Nevertheless, the Church needs to engage with the culture around us in order to be effective in mission; the church is, after all, incarnational. Singing carols during Advent might not be quite what the Church has done throughout the ages, but it does enable us to make connections. At Christmas there are people attending Church who would not normally do so throughout the year. It is an opportunity to open our doors more widely and to show even greater hospitality to the stranger or the absent friend. Our Christmas services are full of people who do not normally come—last year at Holy Trinity Bosham, we saw over 1,100 people at our Christmas services. The singing of carols locally in December can provide occasions too for sharing the gospel with people in schools, homes and in our village.

I find it helpful to have a dual understanding of Advent. In terms of outreach it is like an early celebration of Christmas. In our regular liturgy and prayer life, the focus must be on the Advent themes of longing and hope. When we think of Jesus it may seem odd that we long and hope for someone who has already come. In all kinds of ways though, Jesus still comes to us. We do not lead perfect lives, so we constantly need a renewed experience of the presence of Christ. Also, our world is far from perfect and we long for the fulfilment of all things: the marriage of earth and heaven.
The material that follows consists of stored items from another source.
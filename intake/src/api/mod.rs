//! API layer for HTTP request handling and data models.
//!
//! - **[`handlers`]**: Axum route handlers
//! - **[`models`]**: Request/response data structures for the JSON API
//!
//! The JSON API is documented with `utoipa`; the rendered docs are served at `/api/docs` and
//! the raw document at `/api/openapi.json`.

pub mod handlers;
pub mod models;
Christmas can be a wonderful time, but in our society it seems to fizzle out fairly soon after the Church begins the celebration of the birth of Jesus. The world offers a quick fix and the possibility of over-indulgence. What it fails to offer is peace and lasting joy. These are the themes on which the Church focuses during Advent. Then in Christmastide we rejoice in the birth of our Saviour, who did not arrive with a fanfare but in a humble way. His loving presence offers us a new beginning, a restored hope and a deeper sense of joy and peace. Please make the most of Advent and enjoy the celebrations of Christmas as it draws near.